### Work order
I would like every record below transcribed exactly as it is.

### Stored data entries
============
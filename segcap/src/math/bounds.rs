use std::ops::Index;

use super::{
    common::{FloatValueType, ValueType},
    point::{Point2, Point3},
    ray::Ray,
    vector::{Vec2, Vec3},
};

// Based on Physically Based Rendering 3rd ed.
// http://www.pbr-book.org/3ed-2018/Geometry_and_Transformations/Bounding_Boxes.html

/// Two-dimensional bounds. Both extents are inclusive.
#[derive(Copy, Clone, Debug, PartialEq)]
pub struct Bounds2<T>
where
    T: ValueType,
{
    pub p_min: Point2<T>,
    pub p_max: Point2<T>,
}

/// Three-dimensional bounds.
#[derive(Copy, Clone, Debug, PartialEq)]
pub struct Bounds3<T>
where
    T: ValueType,
{
    pub p_min: Point3<T>,
    pub p_max: Point3<T>,
}

macro_rules! impl_bounds {
    ($name:ident, $point:ident, $vec:ident { $($c:ident),+ }) => {
        impl<T> $name<T>
        where
            T: ValueType,
        {
            /// Creates new bounds spanning the two points.
            pub fn new(p0: $point<T>, p1: $point<T>) -> Self {
                Self {
                    p_min: p0.min(p1),
                    p_max: p0.max(p1),
                }
            }

            /// Creates degenerate bounds around a single point.
            pub fn point(p: $point<T>) -> Self {
                Self { p_min: p, p_max: p }
            }

            /// Creates empty bounds that any union overrides.
            pub fn empty() -> Self {
                Self {
                    p_min: $point::splat(T::max_value()),
                    p_max: $point::splat(T::min_value()),
                }
            }

            /// Checks if these bounds contain no points.
            pub fn is_empty(&self) -> bool {
                false $(|| self.p_min.$c > self.p_max.$c)+
            }

            pub fn union_p(&self, p: $point<T>) -> Self {
                Self {
                    p_min: self.p_min.min(p),
                    p_max: self.p_max.max(p),
                }
            }

            pub fn union_b(&self, other: Self) -> Self {
                Self {
                    p_min: self.p_min.min(other.p_min),
                    p_max: self.p_max.max(other.p_max),
                }
            }

            /// Checks if `p` is inside these bounds, extents included.
            pub fn inside(&self, p: $point<T>) -> bool {
                true $(&& p.$c >= self.p_min.$c && p.$c <= self.p_max.$c)+
            }

            /// Returns the vector from `p_min` to `p_max`.
            pub fn diagonal(&self) -> $vec<T> {
                $vec { $($c: self.p_max.$c - self.p_min.$c),+ }
            }
        }

        impl<T> Default for $name<T>
        where
            T: ValueType,
        {
            fn default() -> Self {
                Self::empty()
            }
        }

        impl<T> Index<usize> for $name<T>
        where
            T: ValueType,
        {
            type Output = $point<T>;

            fn index(&self, i: usize) -> &$point<T> {
                match i {
                    0 => &self.p_min,
                    1 => &self.p_max,
                    _ => panic!("{} index {} out of bounds", stringify!($name), i),
                }
            }
        }
    };
}

impl_bounds!(Bounds2, Point2, Vec2 { x, y });
impl_bounds!(Bounds3, Point3, Vec3 { x, y, z });

impl<T> Bounds3<T>
where
    T: FloatValueType,
{
    /// Finds the axis with the largest extent
    pub fn maximum_extent(&self) -> usize {
        self.diagonal().max_dimension()
    }

    pub fn center(&self) -> Point3<T> {
        self.p_min + self.diagonal() * T::from_f32(0.5).unwrap_or_else(T::nan)
    }

    /// Checks if `ray` hits this `Bounds3` within `(0, ray.t_max)`.
    /// `inv_dir` and `dir_is_neg` are precomputed from `ray` as they stay the same for a traversal.
    pub fn intersect(&self, ray: &Ray<T>, inv_dir: Vec3<T>, dir_is_neg: [bool; 3]) -> bool {
        let mut t0 = T::zero();
        let mut t1 = ray.t_max;

        for axis in 0..3 {
            let near = self[dir_is_neg[axis] as usize][axis];
            let far = self[1 - (dir_is_neg[axis] as usize)][axis];
            let t_near = (near - ray.o[axis]) * inv_dir[axis];
            let t_far = (far - ray.o[axis]) * inv_dir[axis];

            // NaNs from 0 * inf on a slab boundary don't narrow the interval
            if t_near > t0 {
                t0 = t_near;
            }
            if t_far < t1 {
                t1 = t_far;
            }
            if t0 > t1 {
                return false;
            }
        }

        true
    }
}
============
### Result
filename segcap/src/math/bounds.rs
use std::ops::Index;

use super::{
    common::{FloatValueType, ValueType},
    point::{Point2, Point3},
    ray::Ray,
    vector::{Vec2, Vec3},
};

// Based on Physically Based Rendering 3rd ed.
// http://www.pbr-book.org/3ed-2018/Geometry_and_Transformations/Bounding_Boxes.html

/// Two-dimensional bounds. Both extents are inclusive.
#[derive(Copy, Clone, Debug, PartialEq)]
pub struct Bounds2<T>
where
    T: ValueType,
{
    pub p_min: Point2<T>,
    pub p_max: Point2<T>,
}

/// Three-dimensional bounds.
#[derive(Copy, Clone, Debug, PartialEq)]
pub struct Bounds3<T>
where
    T: ValueType,
{
    pub p_min: Point3<T>,
    pub p_max: Point3<T>,
}

macro_rules! impl_bounds {
    ($name:ident, $point:ident, $vec:ident { $($c:ident),+ }) => {
        impl<T> $name<T>
        where
            T: ValueType,
        {
            /// Creates new bounds spanning the two points.
            pub fn new(p0: $point<T>, p1: $point<T>) -> Self {
                Self {
                    p_min: p0.min(p1),
                    p_max: p0.max(p1),
                }
            }

            /// Creates degenerate bounds around a single point.
            pub fn point(p: $point<T>) -> Self {
                Self { p_min: p, p_max: p }
            }

            /// Creates empty bounds that any union overrides.
            pub fn empty() -> Self {
                Self {
                    p_min: $point::splat(T::max_value()),
                    p_max: $point::splat(T::min_value()),
                }
            }

            /// Checks if these bounds contain no points.
            pub fn is_empty(&self) -> bool {
                false $(|| self.p_min.$c > self.p_max.$c)+
            }

            pub fn union_p(&self, p: $point<T>) -> Self {
                Self {
                    p_min: self.p_min.min(p),
                    p_max: self.p_max.max(p),
                }
            }

            pub fn union_b(&self, other: Self) -> Self {
                Self {
                    p_min: self.p_min.min(other.p_min),
                    p_max: self.p_max.max(other.p_max),
                }
            }

            /// Checks if `p` is inside these bounds, extents included.
            pub fn inside(&self, p: $point<T>) -> bool {
                true $(&& p.$c >= self.p_min.$c && p.$c <= self.p_max.$c)+
            }

            /// Returns the vector from `p_min` to `p_max`.
            pub fn diagonal(&self) -> $vec<T> {
                $vec { $($c: self.p_max.$c - self.p_min.$c),+ }
            }
        }

        impl<T> Default for $name<T>
        where
            T: ValueType,
        {
            fn default() -> Self {
                Self::empty()
            }
        }

        impl<T> Index<usize> for $name<T>
        where
            T: ValueType,
        {
            type Output = $point<T>;

            fn index(&self, i: usize) -> &$point<T> {
                match i {
                    0 => &self.p_min,
                    1 => &self.p_max,
                    _ => panic!("{} index {} out of bounds", stringify!($name), i),
                }
            }
        }
    };
}

impl_bounds!(Bounds2, Point2, Vec2 { x, y });
impl_bounds!(Bounds3, Point3, Vec3 { x, y, z });

impl<T> Bounds3<T>
where
    T: FloatValueType,
{
    /// Finds the axis with the largest extent
    pub fn maximum_extent(&self) -> usize {
        self.diagonal().max_dimension()
    }

    pub fn center(&self) -> Point3<T> {
        self.p_min + self.diagonal() * T::from_f32(0.5).unwrap_or_else(T::nan)
    }

    /// Checks if `ray` hits this `Bounds3` within `(0, ray.t_max)`.
    /// `inv_dir` and `dir_is_neg` are precomputed from `ray` as they stay the same for a traversal.
    pub fn intersect(&self, ray: &Ray<T>, inv_dir: Vec3<T>, dir_is_neg: [bool; 3]) -> bool {
        let mut t0 = T::zero();
        let mut t1 = ray.t_max;

        for axis in 0..3 {
            let near = self[dir_is_neg[axis] as usize][axis];
            let far = self[1 - (dir_is_neg[axis] as usize)][axis];
            let t_near = (near - ray.o[axis]) * inv_dir[axis];
            let t_far = (far - ray.o[axis]) * inv_dir[axis];

            // NaNs from 0 * inf on a slab boundary don't narrow the interval
            if t_near > t0 {
                t0 = t_near;
            }
            if t_far < t1 {
                t1 = t_far;
            }
            if t0 > t1 {
                return false;
            }
        }

        true
    }
}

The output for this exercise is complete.